|Hurricane Alberto in the Central Atlantic
A tropical wave moved off the coast of Africa on August 3. The wave was extremely well developed already, and it developed
even more immediately after moving over water, and became Tropical Depression Three on August 3. The depression continued
to become better organized as it moved to the WNW, becoming Tropical Storm Alberto on August 4. The strengthening continued
steadily and Alberto became a hurricane on August 6, and reached a first peak intensity of 90 mph winds on the 7th, as the
strengthening stopped. Vertical wind shear on Alberto increased steadily starting late on August 7, which weakened the storm
considerably, and Alberto was downgraded to a tropical storm on August 9. As it weakened, it turned to the northeast and accelerated
on August 10 and it regained hurricane strength that day.

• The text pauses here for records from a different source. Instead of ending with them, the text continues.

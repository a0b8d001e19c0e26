//! Core - entry model, codec, path scheme and the knowledge-base service

pub mod codec;
pub mod entry;
pub mod path;
pub mod service;

pub use entry::{AddOutcome, Entry, EntrySummary, SearchResult, Section};
pub use service::{ListOutcome, NewEntry, Pkb, SearchOutcome};
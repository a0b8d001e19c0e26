//! Error taxonomy for knowledge-base operations
//!
//! Every failure the core can produce falls into one of five categories:
//!
//! - `Validation` - bad input shape; fail fast, no retry
//! - `Conflict` - optimistic-concurrency collision on write; retry the whole add
//! - `NotFound` - referenced path vanished between list and get
//! - `MalformedEntry` - a stored file doesn't decode
//! - `StoreUnavailable` - remote store unreachable after retries
//!
//! During bulk reads (search, list) `NotFound` and `MalformedEntry` are
//! isolated per entry and never abort the whole request.

use thiserror::Error;

/// Typed failure for knowledge-base operations
#[derive(Debug, Error)]
pub enum PkbError {
    /// Bad input shape. The message names the offending field.
    #[error("invalid {field}: {reason}")]
    Validation { field: &'static str, reason: String },

    /// The file at `path` changed (or appeared) under us. The caller may
    /// retry the whole add, which re-resolves a fresh path.
    #[error("write conflict at {path}: file changed in the remote store")]
    Conflict { path: String },

    /// Referenced path does not exist in the remote store.
    #[error("not found: {path}")]
    NotFound { path: String },

    /// A stored file could not be decoded as a knowledge-base entry.
    #[error("malformed entry at {path}: {reason}")]
    MalformedEntry { path: String, reason: String },

    /// The remote store could not be reached, even after retries.
    #[error("remote store unavailable: {reason}")]
    StoreUnavailable { reason: String },
}

impl PkbError {
    pub fn validation(field: &'static str, reason: impl Into<String>) -> Self {
        Self::Validation {
            field,
            reason: reason.into(),
        }
    }

    pub fn unavailable(reason: impl Into<String>) -> Self {
        Self::StoreUnavailable {
            reason: reason.into(),
        }
    }

    /// Whether this error should skip a single entry during search/list
    /// instead of failing the whole operation.
    pub fn is_skippable(&self) -> bool {
        matches!(
            self,
            PkbError::NotFound { .. } | PkbError::MalformedEntry { .. }
        )
    }
}

pub type Result<T> = std::result::Result<T, PkbError>;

An upper level low continued to turn the storm more to the north, and eventually to the northeast as Alberto became a
Category 3 storm on August 12, when about 300 miles east of Bermuda. A peak intensity of 130 mph winds was reached on that
day, with a pressure of 950 mbar. Alberto was a very impressive storm at this time, with a very large and clear eye, about
50 miles in diameter. More upper level shear resumed on August 13, and Alberto weakened accordingly and was downgraded to
a tropical storm on August 14. The swift movement to the east came to a halt on the 14th as the now Tropical Storm Alberto
slowed and began to embark on a very large clockwise loop. The storm began to restrengthen as it neared the end of the loop,
and regained hurricane status on August 18 for the third time.

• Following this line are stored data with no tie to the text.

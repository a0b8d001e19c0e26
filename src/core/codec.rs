//! Codec - Markdown document encoding for entries
//!
//! An entry is stored as a Markdown file with a `---`-delimited header block
//! (title, section, category, tags, created_at), a blank line, then the body
//! unmodified.
//!
//! The header stays parseable by simple line-oriented scanning - no Markdown
//! parser involved - so entries written by earlier header schemas still
//! decode as long as they carry at least a title and a timestamp:
//!
//! - `name:` is accepted as an alias for `title:`
//! - `date: YYYY-MM-DD` is accepted as an alias for `created_at:`
//! - `tags: [a, b]` (bracketed) is accepted alongside `tags: a, b`
//! - unknown keys are ignored

use chrono::{DateTime, NaiveDate, Utc};
use thiserror::Error;

use super::entry::{normalize_tags, Entry, Section};

const DELIMITER: &str = "---";

/// Why a document failed to decode
#[derive(Debug, Error)]
pub enum DecodeError {
    #[error("missing metadata header")]
    MissingHeader,
    #[error("unterminated metadata header")]
    UnterminatedHeader,
    #[error("missing or empty {0} in header")]
    MissingField(&'static str),
    #[error("unparseable timestamp: {0}")]
    BadTimestamp(String),
}

/// Serialize an entry to a Markdown document
pub fn encode(entry: &Entry) -> String {
    let mut doc = String::new();
    doc.push_str(DELIMITER);
    doc.push('\n');
    doc.push_str(&format!("title: {}\n", entry.title));
    doc.push_str(&format!("section: {}\n", entry.section));
    if let Some(category) = &entry.category {
        doc.push_str(&format!("category: {}\n", category));
    }
    if !entry.tags.is_empty() {
        let tags: Vec<&str> = entry.tags.iter().map(|t| t.as_str()).collect();
        doc.push_str(&format!("tags: {}\n", tags.join(", ")));
    }
    doc.push_str(&format!("created_at: {}\n", entry.created_at.to_rfc3339()));
    doc.push_str(DELIMITER);
    doc.push_str("\n\n");
    doc.push_str(&entry.body);
    doc
}

/// Deserialize a Markdown document into an entry
///
/// `section` is the caller's hint derived from the file's location in the
/// tree; a `section:` header field, when present and valid, wins over it.
pub fn decode(document: &str, section: Section) -> Result<Entry, DecodeError> {
    let mut rest = document;

    match next_line(&mut rest) {
        Some(line) if line.trim() == DELIMITER => {}
        _ => return Err(DecodeError::MissingHeader),
    }

    let mut title: Option<String> = None;
    let mut category: Option<String> = None;
    let mut tags = Default::default();
    let mut created_at: Option<DateTime<Utc>> = None;
    let mut section = section;
    let mut terminated = false;

    while let Some(line) = next_line(&mut rest) {
        if line.trim() == DELIMITER {
            terminated = true;
            break;
        }
        let Some((key, value)) = line.split_once(':') else {
            continue;
        };
        let value = value.trim();
        match key.trim().to_lowercase().as_str() {
            "title" | "name" => title = Some(unquote(value).to_string()),
            "section" => {
                // Old or foreign values fall back to the caller's hint
                if let Ok(parsed) = value.parse::<Section>() {
                    section = parsed;
                }
            }
            "category" => {
                if !value.is_empty() {
                    category = Some(value.to_string());
                }
            }
            "tags" => {
                let list = value.trim_start_matches('[').trim_end_matches(']');
                tags = normalize_tags(list.split(','));
            }
            "created_at" | "date" => created_at = Some(parse_timestamp(value)?),
            _ => {} // unknown keys from other schema versions
        }
    }

    if !terminated {
        return Err(DecodeError::UnterminatedHeader);
    }

    let title = title
        .filter(|t| !t.is_empty())
        .ok_or(DecodeError::MissingField("title"))?;
    let created_at = created_at.ok_or(DecodeError::MissingField("created_at"))?;

    // Exactly one blank line separates header from body
    let body = rest
        .strip_prefix("\r\n")
        .or_else(|| rest.strip_prefix('\n'))
        .unwrap_or(rest);

    Ok(Entry {
        section,
        title,
        body: body.to_string(),
        tags,
        category,
        created_at,
    })
}

/// Pop one line off `rest`, byte-exact so the body survives untouched
fn next_line<'a>(rest: &mut &'a str) -> Option<&'a str> {
    if rest.is_empty() {
        return None;
    }
    let line = match rest.find('\n') {
        Some(i) => {
            let line = &rest[..i];
            *rest = &rest[i + 1..];
            line
        }
        None => {
            let line = *rest;
            *rest = "";
            line
        }
    };
    Some(line.trim_end_matches('\r'))
}

/// Accept RFC 3339 or the older date-only form
fn parse_timestamp(value: &str) -> Result<DateTime<Utc>, DecodeError> {
    if let Ok(dt) = DateTime::parse_from_rfc3339(value) {
        return Ok(dt.with_timezone(&Utc));
    }
    if let Ok(date) = NaiveDate::parse_from_str(value, "%Y-%m-%d") {
        if let Some(dt) = date.and_hms_opt(0, 0, 0) {
            return Ok(dt.and_utc());
        }
    }
    Err(DecodeError::BadTimestamp(value.to_string()))
}

/// Older schemas quoted title values
fn unquote(value: &str) -> &str {
    value
        .strip_prefix('"')
        .and_then(|v| v.strip_suffix('"'))
        .unwrap_or(value)
}
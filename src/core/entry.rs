//! Entry - Core data structure
//!
//! An entry is the fundamental unit of knowledge in pkb: a short Markdown
//! document with a structured header, stored as a file in the remote repo.
//!
//! # Key Properties
//! - **section**: til / prompt / pattern, determines the repo subtree
//! - **title**: non-empty, single line; title + section determine the file path
//! - **tags**: lowercase, deduplicated
//! - **category**: required for prompts/patterns, absent for TILs
//!
//! Entries are created once and never mutated in place; the stored file is
//! the sole durable representation.

use std::collections::BTreeSet;

use chrono::{DateTime, Utc};
use serde::{Deserialize, Serialize};

/// Knowledge-base section
#[derive(Debug, Clone, Copy, PartialEq, Eq, Hash, Serialize, Deserialize)]
#[serde(rename_all = "lowercase")]
pub enum Section {
    /// "Today I Learned" notes, bucketed by date
    Til,
    /// Reusable prompts, bucketed by category
    Prompt,
    /// Reusable patterns, bucketed by category
    Pattern,
}

impl Section {
    /// Repo subtree that holds this section's entries
    pub fn prefix(&self) -> &'static str {
        match self {
            Section::Til => "til/",
            Section::Prompt => "ai/prompts/",
            Section::Pattern => "patterns/",
        }
    }

    /// Whether entries in this section carry a category
    pub fn requires_category(&self) -> bool {
        !matches!(self, Section::Til)
    }

    /// All sections, in canonical order
    pub fn all() -> [Section; 3] {
        [Section::Til, Section::Prompt, Section::Pattern]
    }
}

impl std::fmt::Display for Section {
    fn fmt(&self, f: &mut std::fmt::Formatter<'_>) -> std::fmt::Result {
        match self {
            Section::Til => write!(f, "til"),
            Section::Prompt => write!(f, "prompt"),
            Section::Pattern => write!(f, "pattern"),
        }
    }
}

impl std::str::FromStr for Section {
    type Err = anyhow::Error;

    fn from_str(s: &str) -> Result<Self, Self::Err> {
        match s.trim().to_lowercase().as_str() {
            "til" => Ok(Section::Til),
            "prompt" | "prompts" => Ok(Section::Prompt),
            "pattern" | "patterns" => Ok(Section::Pattern),
            _ => anyhow::bail!("Unknown section: {} (expected til, prompt or pattern)", s),
        }
    }
}

/// A knowledge-base entry
#[derive(Debug, Clone, PartialEq, Serialize, Deserialize)]
pub struct Entry {
    /// Section this entry belongs to
    pub section: Section,

    /// Short descriptive title (non-empty, single line)
    pub title: String,

    /// Markdown body
    pub body: String,

    /// Tags for categorization (lowercase, deduplicated)
    #[serde(default)]
    pub tags: BTreeSet<String>,

    /// Category bucket (prompts/patterns only)
    #[serde(skip_serializing_if = "Option::is_none")]
    pub category: Option<String>,

    /// Creation timestamp
    pub created_at: DateTime<Utc>,
}

impl Entry {
    /// Create a new entry timestamped now
    pub fn new(section: Section, title: impl Into<String>, body: impl Into<String>) -> Self {
        Self {
            section,
            title: title.into(),
            body: body.into(),
            tags: BTreeSet::new(),
            category: None,
            created_at: Utc::now(),
        }
    }

    /// Set tags (normalized)
    pub fn with_tags<I, S>(mut self, tags: I) -> Self
    where
        I: IntoIterator<Item = S>,
        S: AsRef<str>,
    {
        self.tags = normalize_tags(tags);
        self
    }

    /// Set category
    pub fn with_category(mut self, category: impl Into<String>) -> Self {
        self.category = Some(category.into());
        self
    }
}

/// Normalize a tag list: lowercase, trimmed, empties dropped, deduplicated
pub fn normalize_tags<I, S>(tags: I) -> BTreeSet<String>
where
    I: IntoIterator<Item = S>,
    S: AsRef<str>,
{
    tags.into_iter()
        .map(|t| t.as_ref().trim().to_lowercase())
        .filter(|t| !t.is_empty())
        .collect()
}

/// Result of a successful add: where the entry landed and at what revision
#[derive(Debug, Clone, Serialize)]
pub struct AddOutcome {
    pub path: String,
    pub version: String,
}

/// A single search hit
#[derive(Debug, Clone, Serialize)]
pub struct SearchResult {
    pub path: String,
    pub section: Section,
    pub title: String,
    /// Snippet of the body with whitespace collapsed
    pub snippet: String,
    /// Count of keyword occurrences across title, tags and body
    pub score: usize,
}

/// Listing summary - everything but the body, to bound response size
#[derive(Debug, Clone, Serialize)]
pub struct EntrySummary {
    pub path: String,
    pub title: String,
    pub tags: BTreeSet<String>,
    #[serde(skip_serializing_if = "Option::is_none")]
    pub category: Option<String>,
    pub created_at: DateTime<Utc>,
}

#[cfg(test)]
mod tests {
    use super::*;

    #[test]
    fn test_section_prefix() {
        assert_eq!(Section::Til.prefix(), "til/");
        assert_eq!(Section::Prompt.prefix(), "ai/prompts/");
        assert_eq!(Section::Pattern.prefix(), "patterns/");
    }

    #[test]
    fn test_section_from_str() {
        assert_eq!("til".parse::<Section>().unwrap(), Section::Til);
        assert_eq!("prompt".parse::<Section>().unwrap(), Section::Prompt);
        assert_eq!("prompts".parse::<Section>().unwrap(), Section::Prompt);
        assert_eq!("Patterns".parse::<Section>().unwrap(), Section::Pattern);
        assert!("all".parse::<Section>().is_err());
    }

    #[test]
    fn test_section_display_roundtrip() {
        for section in Section::all() {
            assert_eq!(section.to_string().parse::<Section>().unwrap(), section);
        }
    }

    #[test]
    fn test_requires_category() {
        assert!(!Section::Til.requires_category());
        assert!(Section::Prompt.requires_category());
        assert!(Section::Pattern.requires_category());
    }

    #[test]
    fn test_normalize_tags() {
        let tags = normalize_tags(["Testing", " CI ", "testing", ""]);
        assert_eq!(
            tags.into_iter().collect::<Vec<_>>(),
            vec!["ci".to_string(), "testing".to_string()]
        );
    }

    #[test]
    fn test_entry_builder() {
        let entry = Entry::new(Section::Prompt, "Code Review", "Review this diff.")
            .with_tags(["Review", "coding"])
            .with_category("coding");

        assert_eq!(entry.section, Section::Prompt);
        assert_eq!(entry.category.as_deref(), Some("coding"));
        assert!(entry.tags.contains("review"));
        assert!(entry.tags.contains("coding"));
    }
}
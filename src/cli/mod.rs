//! CLI module - argument parsing and commands

pub mod add;
pub mod list;
pub mod search;
pub mod serve;

use clap::{Parser, Subcommand};

#[derive(Parser, Debug)]
#[command(name = "pkb")]
#[command(about = "GitHub-backed personal knowledge base (TILs, prompts, patterns)")]
#[command(version)]
pub struct Cli {
    #[command(subcommand)]
    pub command: Commands,
}

#[derive(Subcommand, Debug)]
pub enum Commands {
    /// Add an entry to the knowledge base
    Add(add::AddArgs),
    /// Search the knowledge base by keyword
    Search(search::SearchArgs),
    /// List entries in a section
    List(list::ListArgs),
    /// Run the MCP server (stdio transport)
    Serve(serve::ServeArgs),
}
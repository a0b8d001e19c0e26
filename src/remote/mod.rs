//! Remote store - the versioned backing file tree
//!
//! The knowledge base owns no durable state of its own; every entry lives as
//! a Markdown file in a remote GitHub repository, addressed by path and
//! versioned by blob sha.

pub mod client;
pub mod store;
pub mod types;

pub use client::GithubStore;
pub use store::{MemoryStore, RemoteStore, StoredFile};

Alberto reached Category 2 status on August 20, with winds of 105 mph. Alberto was beginning to accelerate to the northeast
at this time, and it began to weaken as it did so. Alberto was downgraded back to a Category 1 hurricane just as it completed
the loop on August 21. Alberto wakened to a tropical storm for the last time on August 22, just before becoming extratropical
the next day. The extratropical remnant continued to the north, and dissipated on August 25. Hurricane Alberto was the seventh
longest lasting hurricane in the Atlantic, lasting for a total of 23 days, and is the second longest lasting in the month
of August. Alberto holds the record for the most distance traveled by an Atlantic hurricane, as it traveled over 6,500 miles.
Despite its long and bending path, Alberto fortunately stayed out at sea and did not affect any land areas.